Archbishop Romero used radio the way organizations today
use the web – reaching across the country with Sunday
sermons that went out over the air and, says Fr. Pick, “just
infuriated his enemies” – so much so that they blew up the
archbishop’s radio station.
“I was in Panama and I got a telephone call asking me
to come up to Salvador and see if I could rescue the radio
station,” says Fr. Pick, one of whose specialties was setting
up and maintaining radio stations. “Funny thing, they were
wondering about getting a new transmitter from the states
and I said, ‘You have one in your warehouse.’ ” It turned out
Fr. Pick knew about the transmitter because he had recently
been working with Fr. Philip Bourret, SJ – “A genius at
gathering electronic materials. We had recently tested it
together in San Francisco, and I knew it had been shipped to them. It was only 100
yards away from where
we were talking.”
Fr. Pick had the
station broadcasting
again in a week.
The Monday after
Archbishop Romero
went back on the air, an
assassin killed him. “A
single shot fired from
the front door of the
chapel hit him right
in the heart. He died
immediately right in the
capital of Salvador.”
What Fr. Pick
remembers most about
Archbishop Romero
is his simplicity and
sincerity. “One day in
Salvador I was walking
down the street and
he came by in a simple
little car driven by
a seminary student,
stopped me, and asked
where I was going. I
said a hospital. ‘We’ll go with you,’ he said. He came inside
with me and gave a little greeting to everyone. That really
impressed me a lot. He loved the poor, was very sincere, so
honest, and unpretentious in every way.”

Fr. Phil Pick, SJ |
Fr. Pick’s closest brush with
martyrdom came about nine years
later, on Nov. 16, 1989 when six
Jesuit priests, including the rector
and vice rector of El Salvador’s
most prestigious university, were
killed early in the morning at
their residence along with their
housekeeper and her daughter.
“I was working for the other
radio station there and was
sleeping in the same building where they were killed, but
had gone back to Honduras for a retreat the week before,”

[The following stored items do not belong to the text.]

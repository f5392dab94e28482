// SPDX-License-Identifier: BUSL-1.1
// Copyright (c) 2026 Alfred Jean LLC

//! Job status state machine shared by both queues.

use serde::{Deserialize, Serialize};
use serde_json::Value;
use std::fmt;

/// Lifecycle status of a queued job (execution or inference task).
///
/// `Pending` and `CancelRequested`-without-a-lease are schedulable or
/// reapable; `Running` (and `CancelRequested` while a worker winds down)
/// are leased; the remaining three are terminal and immutable.
#[derive(Debug, Clone, Copy, PartialEq, Eq, Serialize, Deserialize)]
#[serde(rename_all = "SCREAMING_SNAKE_CASE")]
pub enum JobStatus {
    Pending,
    Running,
    CancelRequested,
    Completed,
    Failed,
    Canceled,
}

impl JobStatus {
    /// Stable string form, as persisted in the status column.
    pub fn as_str(&self) -> &'static str {
        match self {
            JobStatus::Pending => "PENDING",
            JobStatus::Running => "RUNNING",
            JobStatus::CancelRequested => "CANCEL_REQUESTED",
            JobStatus::Completed => "COMPLETED",
            JobStatus::Failed => "FAILED",
            JobStatus::Canceled => "CANCELED",
        }
    }

    /// Parse the persisted string form.
    pub fn parse(s: &str) -> Option<Self> {
        match s {
            "PENDING" => Some(JobStatus::Pending),
            "RUNNING" => Some(JobStatus::Running),
            "CANCEL_REQUESTED" => Some(JobStatus::CancelRequested),
            "COMPLETED" => Some(JobStatus::Completed),
            "FAILED" => Some(JobStatus::Failed),
            "CANCELED" => Some(JobStatus::Canceled),
            _ => None,
        }
    }

    /// Check whether this status is terminal (no field mutates after it).
    pub fn is_terminal(&self) -> bool {
        matches!(
            self,
            JobStatus::Completed | JobStatus::Failed | JobStatus::Canceled
        )
    }
}

impl fmt::Display for JobStatus {
    fn fmt(&self, f: &mut fmt::Formatter<'_>) -> fmt::Result {
        write!(f, "{}", self.as_str())
    }
}

/// Terminal disposition a worker writes exactly once per leased job.
#[derive(Debug, Clone, PartialEq)]
pub enum JobOutcome {
    Completed { result: Value },
    Failed { error: String },
    Canceled,
}

impl JobOutcome {
    /// The terminal status this outcome finalizes to.
    pub fn status(&self) -> JobStatus {
        match self {
            JobOutcome::Completed { .. } => JobStatus::Completed,
            JobOutcome::Failed { .. } => JobStatus::Failed,
            JobOutcome::Canceled => JobStatus::Canceled,
        }
    }

    /// Result blob to persist, if any.
    pub fn result(&self) -> Option<&Value> {
        match self {
            JobOutcome::Completed { result } => Some(result),
            _ => None,
        }
    }

    /// Error log to persist, if any.
    pub fn error_log(&self) -> Option<&str> {
        match self {
            JobOutcome::Failed { error } => Some(error),
            _ => None,
        }
    }
}

#[cfg(test)]
#[path = "status_tests.rs"]
mod tests;
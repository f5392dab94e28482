// SPDX-License-Identifier: BUSL-1.1
// Copyright (c) 2026 Alfred Jean LLC

//! Engine error type.

use hub_store::StoreError;
use thiserror::Error;

/// Errors surfaced by engine operations.
#[derive(Debug, Error)]
pub enum EngineError {
    /// Bad enqueue payload; no state change happened.
    #[error("invalid input: {0}")]
    InvalidInput(String),

    #[error(transparent)]
    Store(#[from] StoreError),
}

says Fr. Pick, who, almost 16 years later, remains lean, spry,
and drawn to mission life despite the risks and demands.
“I’m only 89. I just enjoy my work and take one day at a
time,” he says. “What’s the appeal? For one, we have a very
good community here. That means a lot. …Then there’s
the simplicity of life and the friendliness of the people, the
mountain breeze – I just like the simple life.”